Yesterday I very nearly cried. But I’m fine. My life, humdrum as it is, will not revolve around enigmatic idiots. The passion has fizzled out and I don’t exactly miss it. I don’t wish to spend my (insert name of glorious fruit)-eating minutes feeling forlorn and wistful. I will eat the last box tomorrow with all my past fervour. 有就有，没有就没有， 地球照常运转，太阳依旧升起！
Accompanied papa to eye centre for his cataract op. Cataract leh! Although they still have a healthy sense of humour, I must admit my parents’ health is giving in to age. My mum sprained her left knee in Bangkok (on the first night!) and I brought her to the Bumrungrad International Hospital, which turned out to really international, with a translator for every language in the world.
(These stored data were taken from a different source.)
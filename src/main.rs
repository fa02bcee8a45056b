//! dayflow command-line entry point.
//!
//! Usage:
//!   dayflow context [mode] [message]   print the reasoning context as JSON
//!   dayflow apply [file|-]             execute a JSON array of actions
//!   dayflow plan [--mood <mood>] [message]
//!   dayflow check-in [--skip | message]
//!
//! Reads ~/.dayflow/config.json and persists to `<workspace>/state.json`.

use std::io::Read;
use std::sync::Arc;

use anyhow::{anyhow, bail, Context};
use serde_json::Value;

use dayflow_lib::checkin::CheckInSession;
use dayflow_lib::context::build_context;
use dayflow_lib::executor::{ExecutionSummary, Executor};
use dayflow_lib::gateway::{HttpGateway, ReasoningGateway, ReasoningMode};
use dayflow_lib::helpers::WallClock;
use dayflow_lib::state::{initialize_workspace, load_config, workspace_dir};
use dayflow_lib::store::{AppStore, PlannerStore};
use dayflow_lib::types::Config;
use dayflow_lib::workflow::today::{DayPlanner, GenerationOutcome};

#[tokio::main]
async fn main() -> anyhow::Result<()> {
    env_logger::Builder::from_env(env_logger::Env::default().default_filter_or("info")).init();

    let args: Vec<String> = std::env::args().skip(1).collect();
    let Some((command, rest)) = args.split_first() else {
        bail!("Usage: dayflow <context|apply|plan|check-in> [args]");
    };

    let config = load_config().map_err(|e| anyhow!("Failed to load dayflow config: {e}"))?;
    let workspace = workspace_dir(&config).map_err(|e| anyhow!("{e}"))?;
    initialize_workspace(&workspace).map_err(|e| anyhow!("{e}"))?;
    let store: Arc<dyn PlannerStore> = Arc::new(
        AppStore::open(&workspace)
            .with_context(|| format!("Failed to open state in {}", workspace.display()))?,
    );
    log::info!("dayflow using workspace {}", workspace.display());

    match command.as_str() {
        "context" => print_context(store.as_ref(), &config, rest),
        "apply" => apply_actions(store.as_ref(), &config, rest),
        "plan" => generate_plan(store, config, rest).await,
        "check-in" => run_check_in(store, config, rest).await,
        other => bail!("Unknown command: {other}"),
    }
}

fn print_context(store: &dyn PlannerStore, config: &Config, args: &[String]) -> anyhow::Result<()> {
    let mode = match args.first() {
        Some(raw) => serde_json::from_value::<ReasoningMode>(Value::String(raw.clone()))
            .map_err(|_| anyhow!("Unknown reasoning mode: {raw}"))?,
        None => ReasoningMode::Chat,
    };
    let message = args.get(1).map(String::as_str);
    let payload = build_context(&store.snapshot(), mode, message, WallClock::now(), config);
    println!("{}", serde_json::to_string_pretty(&payload)?);
    Ok(())
}

fn apply_actions(store: &dyn PlannerStore, config: &Config, args: &[String]) -> anyhow::Result<()> {
    let raw = match args.first().map(String::as_str) {
        None | Some("-") => {
            let mut buf = String::new();
            std::io::stdin().read_to_string(&mut buf)?;
            buf
        }
        Some(path) => std::fs::read_to_string(path).with_context(|| format!("Failed to read {path}"))?,
    };
    let actions: Vec<Value> = serde_json::from_str(&raw).context("Actions must be a JSON array")?;
    let summary = Executor::new(store, config).execute_raw(&actions, WallClock::now());
    print_summary(&summary);
    Ok(())
}

fn gateway(config: &Config) -> anyhow::Result<Arc<dyn ReasoningGateway>> {
    Ok(Arc::new(HttpGateway::from_config(&config.gateway)?))
}

async fn generate_plan(store: Arc<dyn PlannerStore>, config: Config, args: &[String]) -> anyhow::Result<()> {
    let mut mood = None;
    let mut message = Vec::new();
    let mut iter = args.iter();
    while let Some(arg) = iter.next() {
        if arg == "--mood" {
            mood = Some(iter.next().cloned().ok_or_else(|| anyhow!("--mood needs a value"))?);
        } else {
            message.push(arg.as_str());
        }
    }
    let message = (!message.is_empty()).then(|| message.join(" "));

    let planner = DayPlanner::new(store, gateway(&config)?, config);
    match planner.generate_plan(mood, message).await? {
        GenerationOutcome::Generated { date, items, actions } => {
            println!("Saved plan for {date} with {items} items");
            print_summary(&actions);
        }
        GenerationOutcome::Empty { actions } => {
            println!("Nothing to plan; kept the existing plan");
            print_summary(&actions);
        }
        GenerationOutcome::Coalesced => println!("A plan generation is already running"),
    }
    Ok(())
}

async fn run_check_in(store: Arc<dyn PlannerStore>, config: Config, args: &[String]) -> anyhow::Result<()> {
    let gateway = gateway(&config)?;
    let planner = Arc::new(DayPlanner::new(Arc::clone(&store), Arc::clone(&gateway), config.clone()));
    let mut session = CheckInSession::new(store, gateway, Some(planner), config);

    let clock = WallClock::now();
    let Some(check_in_type) = session.poll_due(clock)? else {
        println!("No check-in due right now");
        return Ok(());
    };
    let greeting = session.activate(clock)?.greeting.clone();
    println!("[{}] {greeting}", check_in_type.as_str());

    if args.first().map(String::as_str) == Some("--skip") {
        session.skip(clock)?;
        println!("Skipped");
        return session.dismiss().map_err(Into::into);
    }
    if args.is_empty() {
        bail!("Pass a reply, or --skip");
    }

    let outcome = session.submit(&args.join(" "), clock).await?;
    println!("{}", outcome.reply);
    print_summary(&outcome.actions);
    if let Some(GenerationOutcome::Generated { items, .. }) = outcome.plan {
        println!("Plan regenerated with {items} items");
    }
    session.dismiss()?;
    Ok(())
}

fn print_summary(summary: &ExecutionSummary) {
    if summary.applied + summary.no_ops + summary.malformed == 0 {
        return;
    }
    println!(
        "Actions: {} applied, {} no-op, {} malformed (wrote {})",
        summary.applied,
        summary.no_ops,
        summary.malformed,
        if summary.slices_written.is_empty() {
            "nothing".to_string()
        } else {
            summary.slices_written.join(", ")
        }
    );
}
I felt really grown-up to handle the crisis without “adult intervention”, save for some very useful advice given by the good people from the NTUC INCOME SOS hotline. My mum had a jab and we found ourselves navigating the winding alleys of Jatujak an hour later. She couldn’t walk without aid before that! Nothing can separate a woman and her shopping.
I slowly feel the switching of roles between my parents and me: very often, they are now the cared-for while I am the caregiver. I am comfortable with my newfound role thus far, but am uncertain about the future. I guess I will learn along the way. Bringing papa to his follow-up tomorrow! 8.30 am- that’s chickentikkamasala early. Wonder if I’ll see Brabra!